TASK DESCRIPTION: Every line of the data below that holds the string "CandidateTrade" needs to be reported.

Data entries
-=-=-

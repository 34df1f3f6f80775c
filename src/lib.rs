//! # REXB - Rally EXhaustion Backtester
//!
//! Scans daily price histories for a four-day accelerating rally, simulates a
//! one-day trade on every signal, keeps the strongest signals per day and rolls
//! the outcome up into monthly and yearly percentages.
//!
//! ## Quick Start
//!
//! ```rust
//! use chrono::{Duration, NaiveDate};
//! use rexb::prelude::*;
//!
//! // Five days, oldest first: closes 100, 101, 103, 106, then a 110 open
//! let start = NaiveDate::from_ymd_opt(2021, 3, 1).unwrap();
//! let bars = [100.0, 101.0, 103.0, 106.0, 110.0]
//!     .iter()
//!     .enumerate()
//!     .map(|(i, &p)| Bar::new(start + Duration::days(i as i64), p, p, p, p))
//!     .collect();
//! let source = MemorySource::new().with_series(PriceSeries::from_unordered("ACME", bars));
//!
//! let backtest = BacktestBuilder::new()
//!     .universe(["ACME"])
//!     .build()
//!     .unwrap();
//!
//! let report = backtest.run(&source, 2021).unwrap();
//! assert_eq!(report.rollup.stats.trade_count, 1);
//! println!("{}", export_csv(&report.export));
//! ```

pub mod aggregate;
pub mod detectors;
pub mod rollup;
pub mod scanner;
pub mod series;

pub mod prelude {
    pub use crate::{
        // Pipeline stages
        aggregate::{group_by_date, select_top, DateBucket},
        // Detector
        detectors::{pct_change, round2, Candidates, RallyExhaustionDetector},
        rollup::{export_csv, export_rows, rollup, ExportRow, RollupResult, RollupStats},
        scanner::{scan_parallel, MemorySource, PriceSource, ScanError, ScanResult, Universe},
        series::{Bar, DailyBar, PriceSeries, SignalDate},
        // Engine
        Backtest,
        BacktestBuilder,
        BacktestConfig,
        // Errors
        BacktestError,
        BacktestReport,
        // Types
        CandidateTrade,
        PositionCap,
        Result,
        SelectedTrade,
        Slippage,
    };
}

// ============================================================
// ERRORS
// ============================================================

pub type Result<T> = std::result::Result<T, BacktestError>;

/// Errors that can occur while running a backtest
#[derive(Debug, Clone, thiserror::Error)]
pub enum BacktestError {
    #[error("Invalid value: {0}")]
    InvalidValue(&'static str),

    #[error("{field} = {value} out of range [{min}, {max}]")]
    OutOfRange {
        field: &'static str,
        value: f64,
        min: f64,
        max: f64,
    },

    #[error("No price data for {symbol} in {year}")]
    MissingData { symbol: String, year: i32 },

    #[error("Malformed series {symbol} at bar {index}: {reason}")]
    MalformedSeries {
        symbol: String,
        index: usize,
        reason: &'static str,
    },

    #[error("Universe has no symbols")]
    EmptyUniverse,

    #[error("Invalid rollup: {0}")]
    InvalidRollup(String),
}

// ============================================================
// VALIDATED TYPES
// ============================================================

/// Entry price multiplier applied to the signal close (>= 1.0).
#[derive(Debug, Clone, Copy, PartialEq, PartialOrd)]
pub struct Slippage(f64);

impl Slippage {
    /// Create a new Slippage, validating the value is finite and in [1.0, 2.0]
    pub fn new(value: f64) -> Result<Self> {
        if value.is_nan() || value.is_infinite() {
            return Err(BacktestError::InvalidValue(
                "Slippage cannot be NaN or infinite",
            ));
        }
        if !(1.0..=2.0).contains(&value) {
            return Err(BacktestError::OutOfRange {
                field: "Slippage",
                value,
                min: 1.0,
                max: 2.0,
            });
        }
        Ok(Self(value))
    }

    #[doc(hidden)]
    pub const fn new_const(value: f64) -> Self {
        Self(value)
    }

    #[inline]
    pub fn get(self) -> f64 {
        self.0
    }
}

impl Default for Slippage {
    fn default() -> Self {
        Self::new_const(detectors::DEFAULT_SLIPPAGE)
    }
}

impl serde::Serialize for Slippage {
    fn serialize<S: serde::Serializer>(&self, s: S) -> std::result::Result<S::Ok, S::Error> {
        self.0.serialize(s)
    }
}

impl<'de> serde::Deserialize<'de> for Slippage {
    fn deserialize<D: serde::Deserializer<'de>>(d: D) -> std::result::Result<Self, D::Error> {
        let value = f64::deserialize(d)?;
        Slippage::new(value).map_err(serde::de::Error::custom)
    }
}

/// Maximum trades kept per signal date (must be > 0)
#[derive(Debug, Clone, Copy, PartialEq, Eq, PartialOrd, Ord)]
pub struct PositionCap(usize);

impl PositionCap {
    /// Create a new PositionCap, validating value is > 0
    pub fn new(value: usize) -> Result<Self> {
        if value == 0 {
            return Err(BacktestError::InvalidValue("PositionCap must be > 0"));
        }
        Ok(Self(value))
    }

    #[doc(hidden)]
    pub const fn new_const(value: usize) -> Self {
        Self(value)
    }

    #[inline]
    pub fn get(self) -> usize {
        self.0
    }
}

impl Default for PositionCap {
    fn default() -> Self {
        Self::new_const(detectors::DEFAULT_MAX_TRADES_PER_DAY)
    }
}

impl serde::Serialize for PositionCap {
    fn serialize<S: serde::Serializer>(&self, s: S) -> std::result::Result<S::Ok, S::Error> {
        self.0.serialize(s)
    }
}

impl<'de> serde::Deserialize<'de> for PositionCap {
    fn deserialize<D: serde::Deserializer<'de>>(d: D) -> std::result::Result<Self, D::Error> {
        let value = usize::deserialize(d)?;
        PositionCap::new(value).map_err(serde::de::Error::custom)
    }
}

// ============================================================
// CANDIDATE TRADE
// ============================================================

/// A simulated one-day trade emitted by the detector.
#[derive(Debug, Clone, PartialEq, serde::Serialize, serde::Deserialize)]
#[serde(rename_all = "camelCase")]
pub struct CandidateTrade {
    pub symbol: String,
    /// Date of the last rally bar (d1)
    pub date: series::SignalDate,
    /// d1 close with slippage, rounded to 2 decimals
    pub entry_price: f64,
    /// Open of the following bar (d0)
    pub exit_price: f64,
    /// Last daily gain in percent; the ranking key
    pub change_percent: f64,
    /// Percent change from entry to exit
    pub pnl_percent: f64,
}

/// A candidate that survived per-date selection.
pub type SelectedTrade = CandidateTrade;

// ============================================================
// CONFIG
// ============================================================

fn default_validate_data() -> bool {
    true
}

/// Run settings
#[derive(Debug, Clone, PartialEq, serde::Serialize, serde::Deserialize)]
pub struct BacktestConfig {
    pub universe: scanner::Universe,
    #[serde(default)]
    pub slippage: Slippage,
    #[serde(default)]
    pub max_trades_per_day: PositionCap,
    #[serde(default = "default_validate_data")]
    pub validate_data: bool,
}

// ============================================================
// BACKTEST
// ============================================================

/// Everything one run produces.
#[derive(Debug, Clone, serde::Serialize)]
pub struct BacktestReport {
    pub year: i32,
    pub rollup: rollup::RollupResult,
    pub export: Vec<rollup::ExportRow>,
    /// Instruments left out because their data was missing or malformed
    pub skipped: Vec<scanner::ScanError>,
}

/// Scan, select and roll up a year of signals over a fixed universe.
#[derive(Debug, Clone)]
pub struct Backtest {
    detector: detectors::RallyExhaustionDetector,
    universe: scanner::Universe,
    cap: PositionCap,
    validate_data: bool,
}

impl Backtest {
    pub fn new(config: BacktestConfig) -> Self {
        Self {
            detector: detectors::RallyExhaustionDetector::new(config.slippage),
            universe: config.universe,
            cap: config.max_trades_per_day,
            validate_data: config.validate_data,
        }
    }

    #[inline]
    pub fn universe(&self) -> &scanner::Universe {
        &self.universe
    }

    #[inline]
    pub fn detector(&self) -> &detectors::RallyExhaustionDetector {
        &self.detector
    }

    /// Run every stage for `year`.
    pub fn run<P: scanner::PriceSource + ?Sized>(
        &self,
        source: &P,
        year: i32,
    ) -> Result<BacktestReport> {
        let (results, skipped) = scanner::scan_parallel(
            &self.detector,
            source,
            &self.universe,
            year,
            self.validate_data,
        );
        let candidates = scanner::flatten(results);
        tracing::debug!(year, candidates = candidates.len(), "scan complete");

        let bucket = aggregate::group_by_date(candidates);
        let selected = aggregate::select_top(bucket, self.cap);
        let export = rollup::export_rows(&selected);
        let rollup = rollup::rollup(selected);
        rollup.validate()?;

        tracing::info!(
            year,
            instruments = self.universe.len(),
            skipped = skipped.len(),
            trades = rollup.stats.trade_count,
            yearly_percent = rollup.yearly_percent,
            "backtest finished"
        );

        Ok(BacktestReport {
            year,
            rollup,
            export,
            skipped,
        })
    }
}

// ============================================================
// BUILDER
// ============================================================

/// Builder for creating Backtest instances
#[derive(Debug, Clone)]
pub struct BacktestBuilder {
    symbols: Vec<String>,
    slippage: f64,
    max_trades_per_day: usize,
    validate_data: bool,
}

impl Default for BacktestBuilder {
    fn default() -> Self {
        Self::new()
    }
}

impl BacktestBuilder {
    pub fn new() -> Self {
        Self {
            symbols: Vec::new(),
            slippage: detectors::DEFAULT_SLIPPAGE,
            max_trades_per_day: detectors::DEFAULT_MAX_TRADES_PER_DAY,
            validate_data: true,
        }
    }

    /// Start from a deserialized config
    pub fn from_config(config: BacktestConfig) -> Self {
        Self {
            symbols: config.universe.symbols().to_vec(),
            slippage: config.slippage.get(),
            max_trades_per_day: config.max_trades_per_day.get(),
            validate_data: config.validate_data,
        }
    }

    /// Replace the symbol list
    pub fn universe<I, S>(mut self, symbols: I) -> Self
    where
        I: IntoIterator<Item = S>,
        S: Into<String>,
    {
        self.symbols = symbols.into_iter().map(Into::into).collect();
        self
    }

    /// Add one symbol
    pub fn symbol(mut self, symbol: impl Into<String>) -> Self {
        self.symbols.push(symbol.into());
        self
    }

    /// Set entry slippage multiplier
    pub fn slippage(mut self, multiplier: f64) -> Self {
        self.slippage = multiplier;
        self
    }

    /// Set per-date trade cap
    pub fn max_trades_per_day(mut self, cap: usize) -> Self {
        self.max_trades_per_day = cap;
        self
    }

    /// Enable/disable series validation
    pub fn validate_data(mut self, enable: bool) -> Self {
        self.validate_data = enable;
        self
    }

    /// Validate settings and build
    pub fn build(self) -> Result<Backtest> {
        let config = BacktestConfig {
            universe: scanner::Universe::new(self.symbols)?,
            slippage: Slippage::new(self.slippage)?,
            max_trades_per_day: PositionCap::new(self.max_trades_per_day)?,
            validate_data: self.validate_data,
        };
        Ok(Backtest::new(config))
    }
}

// ============================================================
// TESTS
// ============================================================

-=-=-

SOLUTION:
        CandidateTrade,
pub struct CandidateTrade {
pub type SelectedTrade = CandidateTrade;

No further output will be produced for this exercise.